### Task requirements
If a line in the listing below contains the word "parts", count it, then please give only the number of such lines.

___ Dataset extract

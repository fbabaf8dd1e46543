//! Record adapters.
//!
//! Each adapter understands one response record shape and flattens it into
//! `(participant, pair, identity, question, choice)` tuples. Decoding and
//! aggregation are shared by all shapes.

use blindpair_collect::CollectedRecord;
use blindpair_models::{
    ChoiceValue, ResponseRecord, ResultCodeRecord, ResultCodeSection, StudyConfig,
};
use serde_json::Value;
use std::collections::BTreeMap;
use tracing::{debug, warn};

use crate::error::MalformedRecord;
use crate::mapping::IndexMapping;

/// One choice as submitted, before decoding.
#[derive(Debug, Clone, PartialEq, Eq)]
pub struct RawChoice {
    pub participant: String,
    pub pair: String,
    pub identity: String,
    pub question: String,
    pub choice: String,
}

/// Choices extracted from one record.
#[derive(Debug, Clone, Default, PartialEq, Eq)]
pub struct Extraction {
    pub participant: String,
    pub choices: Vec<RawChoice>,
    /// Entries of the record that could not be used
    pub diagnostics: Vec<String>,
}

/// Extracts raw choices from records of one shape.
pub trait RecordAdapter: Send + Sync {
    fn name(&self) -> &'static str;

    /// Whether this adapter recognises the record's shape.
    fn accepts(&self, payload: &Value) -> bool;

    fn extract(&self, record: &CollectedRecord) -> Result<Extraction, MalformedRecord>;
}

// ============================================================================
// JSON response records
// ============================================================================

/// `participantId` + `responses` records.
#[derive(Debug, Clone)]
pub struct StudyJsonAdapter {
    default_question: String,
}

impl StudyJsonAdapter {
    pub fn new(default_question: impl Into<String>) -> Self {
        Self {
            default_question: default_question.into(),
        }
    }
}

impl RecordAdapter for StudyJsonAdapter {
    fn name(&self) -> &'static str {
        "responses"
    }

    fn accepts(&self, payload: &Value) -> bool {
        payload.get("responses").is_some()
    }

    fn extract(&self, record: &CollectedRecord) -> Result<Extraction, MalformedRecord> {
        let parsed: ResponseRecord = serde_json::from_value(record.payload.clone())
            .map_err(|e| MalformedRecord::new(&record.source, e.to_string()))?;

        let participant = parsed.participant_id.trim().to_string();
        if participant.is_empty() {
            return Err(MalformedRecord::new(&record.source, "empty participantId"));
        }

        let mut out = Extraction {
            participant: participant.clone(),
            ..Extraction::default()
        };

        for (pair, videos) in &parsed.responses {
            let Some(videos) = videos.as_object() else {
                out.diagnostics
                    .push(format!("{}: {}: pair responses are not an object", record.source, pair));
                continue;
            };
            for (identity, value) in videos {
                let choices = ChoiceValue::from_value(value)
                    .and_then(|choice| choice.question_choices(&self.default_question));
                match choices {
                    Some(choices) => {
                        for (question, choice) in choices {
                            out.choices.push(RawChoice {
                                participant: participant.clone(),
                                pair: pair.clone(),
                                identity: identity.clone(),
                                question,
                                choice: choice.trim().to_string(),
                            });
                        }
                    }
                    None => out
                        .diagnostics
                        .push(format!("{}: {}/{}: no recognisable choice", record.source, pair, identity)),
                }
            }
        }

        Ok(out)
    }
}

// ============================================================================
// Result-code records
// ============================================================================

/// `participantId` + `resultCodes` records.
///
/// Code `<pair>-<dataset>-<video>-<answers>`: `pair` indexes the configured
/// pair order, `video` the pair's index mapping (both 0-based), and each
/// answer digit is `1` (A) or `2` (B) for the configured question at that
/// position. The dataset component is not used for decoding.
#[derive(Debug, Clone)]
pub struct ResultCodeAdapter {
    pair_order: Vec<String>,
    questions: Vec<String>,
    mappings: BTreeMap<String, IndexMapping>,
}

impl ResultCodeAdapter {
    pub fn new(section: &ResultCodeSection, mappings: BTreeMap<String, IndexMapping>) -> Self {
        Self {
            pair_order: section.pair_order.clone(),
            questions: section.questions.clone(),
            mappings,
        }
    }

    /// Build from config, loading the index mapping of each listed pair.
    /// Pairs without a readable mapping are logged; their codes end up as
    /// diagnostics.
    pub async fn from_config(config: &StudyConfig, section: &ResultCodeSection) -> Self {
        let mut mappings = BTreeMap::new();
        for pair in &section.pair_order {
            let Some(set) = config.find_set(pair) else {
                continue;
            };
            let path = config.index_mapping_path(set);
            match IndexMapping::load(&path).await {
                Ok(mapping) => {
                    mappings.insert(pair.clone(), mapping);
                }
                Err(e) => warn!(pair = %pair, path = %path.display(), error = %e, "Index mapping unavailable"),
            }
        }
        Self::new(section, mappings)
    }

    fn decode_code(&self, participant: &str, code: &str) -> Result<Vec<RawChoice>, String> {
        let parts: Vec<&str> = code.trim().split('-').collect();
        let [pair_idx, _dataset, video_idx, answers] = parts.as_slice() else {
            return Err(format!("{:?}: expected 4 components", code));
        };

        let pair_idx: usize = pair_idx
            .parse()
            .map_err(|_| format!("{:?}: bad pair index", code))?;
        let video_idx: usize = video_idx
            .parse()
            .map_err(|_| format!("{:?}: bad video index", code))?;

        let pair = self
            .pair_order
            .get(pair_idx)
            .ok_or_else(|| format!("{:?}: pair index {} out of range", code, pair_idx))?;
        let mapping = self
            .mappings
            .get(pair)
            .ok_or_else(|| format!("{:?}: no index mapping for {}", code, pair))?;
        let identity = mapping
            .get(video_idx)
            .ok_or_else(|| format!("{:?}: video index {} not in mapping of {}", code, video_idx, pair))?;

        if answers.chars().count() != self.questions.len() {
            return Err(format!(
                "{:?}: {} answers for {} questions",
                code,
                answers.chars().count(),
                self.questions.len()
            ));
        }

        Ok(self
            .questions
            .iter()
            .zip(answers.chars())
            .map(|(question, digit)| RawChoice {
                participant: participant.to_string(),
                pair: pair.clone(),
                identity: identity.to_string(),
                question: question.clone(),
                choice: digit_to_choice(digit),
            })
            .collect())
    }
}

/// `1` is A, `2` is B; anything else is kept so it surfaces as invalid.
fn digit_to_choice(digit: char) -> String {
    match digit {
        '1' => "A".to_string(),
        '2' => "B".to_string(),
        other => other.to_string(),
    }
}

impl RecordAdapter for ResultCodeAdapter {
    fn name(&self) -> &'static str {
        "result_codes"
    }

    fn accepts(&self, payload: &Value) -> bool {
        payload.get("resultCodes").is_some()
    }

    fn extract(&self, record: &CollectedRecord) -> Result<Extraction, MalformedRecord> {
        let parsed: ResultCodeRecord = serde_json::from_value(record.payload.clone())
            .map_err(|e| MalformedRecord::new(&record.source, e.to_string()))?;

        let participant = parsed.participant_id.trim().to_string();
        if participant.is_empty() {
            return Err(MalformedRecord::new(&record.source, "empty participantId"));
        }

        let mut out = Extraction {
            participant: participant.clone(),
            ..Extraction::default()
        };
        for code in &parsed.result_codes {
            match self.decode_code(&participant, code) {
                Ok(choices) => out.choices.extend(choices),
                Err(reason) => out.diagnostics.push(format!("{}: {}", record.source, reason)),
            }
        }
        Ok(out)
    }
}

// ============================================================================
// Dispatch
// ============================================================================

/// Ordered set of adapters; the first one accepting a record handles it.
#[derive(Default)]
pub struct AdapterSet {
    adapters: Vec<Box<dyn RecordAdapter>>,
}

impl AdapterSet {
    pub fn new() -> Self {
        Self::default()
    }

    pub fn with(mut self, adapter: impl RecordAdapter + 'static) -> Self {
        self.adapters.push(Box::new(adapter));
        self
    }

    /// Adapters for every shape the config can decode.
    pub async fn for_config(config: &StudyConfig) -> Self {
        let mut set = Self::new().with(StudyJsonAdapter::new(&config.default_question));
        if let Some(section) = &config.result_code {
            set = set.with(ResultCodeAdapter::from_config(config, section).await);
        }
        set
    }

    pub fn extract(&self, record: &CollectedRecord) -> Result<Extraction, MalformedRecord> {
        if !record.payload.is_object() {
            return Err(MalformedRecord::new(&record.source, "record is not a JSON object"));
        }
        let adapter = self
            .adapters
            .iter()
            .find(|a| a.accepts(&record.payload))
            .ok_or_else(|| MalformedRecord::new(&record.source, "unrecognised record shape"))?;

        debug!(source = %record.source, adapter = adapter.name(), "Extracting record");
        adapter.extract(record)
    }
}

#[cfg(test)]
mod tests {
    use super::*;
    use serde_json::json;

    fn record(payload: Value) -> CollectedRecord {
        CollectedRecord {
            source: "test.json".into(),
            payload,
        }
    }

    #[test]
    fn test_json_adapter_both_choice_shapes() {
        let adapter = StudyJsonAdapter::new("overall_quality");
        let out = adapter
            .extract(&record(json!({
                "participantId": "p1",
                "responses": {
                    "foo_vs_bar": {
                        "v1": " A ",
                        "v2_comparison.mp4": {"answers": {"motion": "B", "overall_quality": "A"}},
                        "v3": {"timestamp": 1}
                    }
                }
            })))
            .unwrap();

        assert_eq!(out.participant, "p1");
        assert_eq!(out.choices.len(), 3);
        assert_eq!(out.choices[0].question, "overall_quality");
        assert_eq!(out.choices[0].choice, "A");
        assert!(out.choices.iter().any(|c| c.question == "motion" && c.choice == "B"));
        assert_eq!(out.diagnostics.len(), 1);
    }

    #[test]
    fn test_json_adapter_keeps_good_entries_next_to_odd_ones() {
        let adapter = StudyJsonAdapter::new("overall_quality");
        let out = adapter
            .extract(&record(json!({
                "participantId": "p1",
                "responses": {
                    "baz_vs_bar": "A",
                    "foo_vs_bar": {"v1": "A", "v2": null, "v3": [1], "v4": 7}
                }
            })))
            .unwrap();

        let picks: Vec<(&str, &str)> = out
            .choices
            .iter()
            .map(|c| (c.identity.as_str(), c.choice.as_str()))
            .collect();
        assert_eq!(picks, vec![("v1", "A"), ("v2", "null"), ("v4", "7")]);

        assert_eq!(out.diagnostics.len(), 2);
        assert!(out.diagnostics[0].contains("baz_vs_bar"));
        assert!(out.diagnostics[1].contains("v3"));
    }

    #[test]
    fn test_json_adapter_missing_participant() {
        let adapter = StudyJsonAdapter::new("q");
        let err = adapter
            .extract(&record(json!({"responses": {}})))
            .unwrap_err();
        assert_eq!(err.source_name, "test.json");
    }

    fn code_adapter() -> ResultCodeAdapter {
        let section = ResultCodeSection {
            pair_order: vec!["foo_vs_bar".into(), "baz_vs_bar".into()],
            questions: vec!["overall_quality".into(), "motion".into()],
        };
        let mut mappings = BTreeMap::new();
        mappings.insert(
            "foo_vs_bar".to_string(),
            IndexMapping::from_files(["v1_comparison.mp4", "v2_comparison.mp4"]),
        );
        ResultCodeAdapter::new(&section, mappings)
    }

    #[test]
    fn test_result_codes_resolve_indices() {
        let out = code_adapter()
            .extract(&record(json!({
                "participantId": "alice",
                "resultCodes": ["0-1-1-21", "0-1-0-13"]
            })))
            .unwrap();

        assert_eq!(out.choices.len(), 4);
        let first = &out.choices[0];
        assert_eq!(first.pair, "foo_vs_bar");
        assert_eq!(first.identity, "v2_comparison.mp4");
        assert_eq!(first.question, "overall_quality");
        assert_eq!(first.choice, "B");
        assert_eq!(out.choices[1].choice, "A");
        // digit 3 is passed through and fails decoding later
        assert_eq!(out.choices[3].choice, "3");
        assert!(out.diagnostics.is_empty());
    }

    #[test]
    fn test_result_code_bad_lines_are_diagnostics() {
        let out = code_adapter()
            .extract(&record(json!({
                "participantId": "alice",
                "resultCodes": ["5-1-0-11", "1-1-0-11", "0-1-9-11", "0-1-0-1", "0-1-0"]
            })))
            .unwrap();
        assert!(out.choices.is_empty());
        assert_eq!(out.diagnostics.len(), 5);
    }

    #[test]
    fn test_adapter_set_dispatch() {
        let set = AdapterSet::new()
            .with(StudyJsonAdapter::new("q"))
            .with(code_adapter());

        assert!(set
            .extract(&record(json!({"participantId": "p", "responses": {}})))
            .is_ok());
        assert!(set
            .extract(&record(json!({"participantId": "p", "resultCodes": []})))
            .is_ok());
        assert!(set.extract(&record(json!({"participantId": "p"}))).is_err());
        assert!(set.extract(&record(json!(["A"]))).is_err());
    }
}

______

### Answer box
2